Years later my girlfriend, eventually my wife, wrangled a work sponsored trip to VeloCity, the world cycling conference when it was being held in Dublin, Ireland. She asked if I wanted to go along and I struggled for an answer because the cost was prohibitive. The tipping point came when I realised that I could see the Book of Kells.
It’s housed at Trinity College in it’s own special exhibit. It’s a good bit of theatre that exhibit. You walk in through a maze-like set of rooms with the history of the book, the places and history of where it’s been kept covering the walls with text and pictures.

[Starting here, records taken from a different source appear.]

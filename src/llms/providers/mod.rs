//! LLM provider implementations.
//!
//! Each provider implements the [`BaseLLM`](crate::llms::base_llm::BaseLLM)
//! trait and handles authentication, request formatting and error mapping
//! specific to that provider.
//!
//! # Available Providers
//!
//! | Provider | Module | Model string |
//! |----------|--------|--------------|
//! | Ollama | [`ollama`] | `ollama/llama3.2` |
//! | OpenAI | [`openai`] | `openai/gpt-4o-mini` |
//! | Gemini | [`gemini`] | `gemini/gemini-1.5-flash` |

pub mod gemini;
pub mod ollama;
pub mod openai;
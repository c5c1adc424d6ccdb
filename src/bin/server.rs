//! talentscout HTTP server binary.
//!
//! Starts an axum HTTP server exposing screening sessions.
//!
//! # Environment Variables
//!
//! - `PORT` - HTTP port (default: 8080)
//! - `TALENTSCOUT_CONFIG` - Path to a YAML config file (optional)
//! - `TALENTSCOUT_DATA_DIR` - Directory for the transcript log
//! - `TALENTSCOUT_MODEL` - Default model, e.g. `ollama/llama3.2`
//! - `OLLAMA_BASE_URL` - Ollama server URL
//! - `TALENTSCOUT_SESSION_TTL_SECS` - Idle and ended session lifetime (default: 1800)
//! - `RUST_LOG` - Tracing filter (default: "info,talentscout=debug")
//!
//! # Usage
//!
//! ```bash
//! cargo run --bin server
//! ```

use anyhow::Context;
use talentscout::server::{app_router, AppState};
use talentscout::ScreeningConfig;

#[tokio::main]
async fn main() -> anyhow::Result<()> {
    // Initialize tracing
    tracing_subscriber::fmt()
        .with_env_filter(
            tracing_subscriber::EnvFilter::try_from_default_env()
                .unwrap_or_else(|_| "info,talentscout=debug".into()),
        )
        .init();

    let config = ScreeningConfig::from_env(None).context("Failed to load configuration")?;
    let port = std::env::var("PORT").unwrap_or_else(|_| "8080".to_string());
    let bind_addr = format!("0.0.0.0:{}", port);

    tracing::info!(
        records = %config.records_path().display(),
        default_model = %config.default_model,
        timeout_secs = config.request_timeout_secs,
        session_ttl_secs = config.session_ttl_secs,
        "configuration loaded"
    );

    let state = AppState::from_config(&config);
    state.spawn_sweeper();
    let app = app_router(state);

    tracing::info!("talentscout server starting on {}", bind_addr);
    tracing::info!("Endpoints:");
    tracing::info!("  GET    /health                - liveness probe");
    tracing::info!("  GET    /personas              - interviewer personas");
    tracing::info!("  POST   /sessions              - start a screening");
    tracing::info!("  GET    /sessions/:id          - transcript and state");
    tracing::info!("  DELETE /sessions/:id          - discard a session");
    tracing::info!("  POST   /sessions/:id/messages - submit a candidate message");

    let listener = tokio::net::TcpListener::bind(&bind_addr)
        .await
        .with_context(|| format!("Failed to bind {}", bind_addr))?;

    axum::serve(listener, app).await.context("Server failed")?;
    Ok(())
}
use crate::message::OutputFormat;
use crate::types::WorkoutKind;
use clap::{ArgAction, Parser};
use std::fmt::Write;
use std::path::PathBuf;

/// Code table shown after `--help`.
pub fn codes_help() -> String {
    let mut help = String::from("Workout codes:\n");
    for kind in WorkoutKind::ALL {
        let _ = writeln!(
            help,
            "  {}  {:<14} {} parameters",
            kind.code(),
            kind.display_name(),
            kind.arity()
        );
    }
    help
}

#[derive(Parser, Debug)]
#[command(
    name = "fitcalc",
    about = "Print distance, speed and calories for workout sensor packages",
    after_help = codes_help()
)]
pub struct Cli {
    /// JSON batch file: `[["RUN", [15000, 1, 75]], ["SWM", [...]], ...]`.
    ///
    /// Use `-` for stdin. Without it the built-in sample batch is processed.
    #[arg(value_name = "INPUT")]
    pub input: Option<PathBuf>,

    /// Output format for each summary line.
    #[arg(long, value_enum, default_value_t = OutputFormat::Text)]
    pub format: OutputFormat,

    /// Fail on the first invalid package instead of skipping it.
    #[arg(long)]
    pub strict: bool,

    /// Increase log verbosity (-v, -vv). Defaults to INFO.
    #[arg(short = 'v', long, action = ArgAction::Count, global = true)]
    pub verbose: u8,

    /// Decrease log verbosity (-q, -qq). Defaults to INFO.
    #[arg(short = 'q', long, action = ArgAction::Count, global = true)]
    pub quiet: u8,
}

#[cfg(test)]
mod tests {
    use super::*;
    use clap::CommandFactory;

    #[test]
    fn cli_definition_is_valid() {
        Cli::command().debug_assert();
    }

    #[test]
    fn help_lists_every_code() {
        let help = Cli::command().render_help().to_string();
        for kind in WorkoutKind::ALL {
            assert!(help.contains(kind.code()), "missing {} in help", kind.code());
        }
        assert!(codes_help().contains("SWM  Swimming       5 parameters"));
    }

    #[test]
    fn defaults_to_demo_text_output() {
        let cli = Cli::parse_from(["fitcalc"]);
        assert!(cli.input.is_none());
        assert_eq!(cli.format, OutputFormat::Text);
        assert!(!cli.strict);
    }

    #[test]
    fn parses_flags() {
        let cli = Cli::parse_from(["fitcalc", "-", "--format", "json", "--strict", "-vv"]);
        assert_eq!(cli.input, Some(PathBuf::from("-")));
        assert_eq!(cli.format, OutputFormat::Json);
        assert!(cli.strict);
        assert_eq!(cli.verbose, 2);
    }
}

The room in which the book, or rather the pages that are being displayed at that time, resides is dark with down lights shining on a flat glass display case the size of a moderate kitchen table. When I reached that room the display was completely surrounded. The small throng was slowly circling it counter clockwise, there were several other illuminated works to view. I got into the circle and was working my way towards the Kells pages but got more and more annoyed as people would enter the room and rather than get in the queue they would push in right where the Kells pages were.
Realising that I was getting so annoyed that I wouldn’t enjoy the experience anyway, I bailed and went to look at what else there was to see. This mostly consisted of The Long Gallery in which hundreds if not thousands of antique volumes are kept. It was practically empty and it was a bibliophiles absolute nightmare. All those treasures, literally just out of reach protected only by a dusty velvet rope. Well a rope and a guard.
We got to chatting with the guard and at one point I mentioned my frustration in not being able to see the Book of Kells. My wife, being a more practical sort, asked him when was it not busy. He looked at his watch and said “Well, right about now is usually not too bad.”
He was right. I walked in and there was only one other person. I got to stand and gaze at that illuminated piece of history for maybe five minutes undisturbed.
It was different than looking at reproductions even though it was behind glass. Profound. Moving. I think the main difference is that seeing the physical object that was created with so much love and skill so very long ago makes the passage of time real in a way that reproduction cannot. It is essentially different because all those years happened to that actual object right there and because that object is indisputably real then those years are made real too. And in exactly the same way it makes the artist who painted it real.
It’s not mysticism, it’s not metaphysics, but it is emotion, very human emotion. In order to connect with things as abstract as memory and history sometimes we need a real, physical object to remind us of the reality of the past.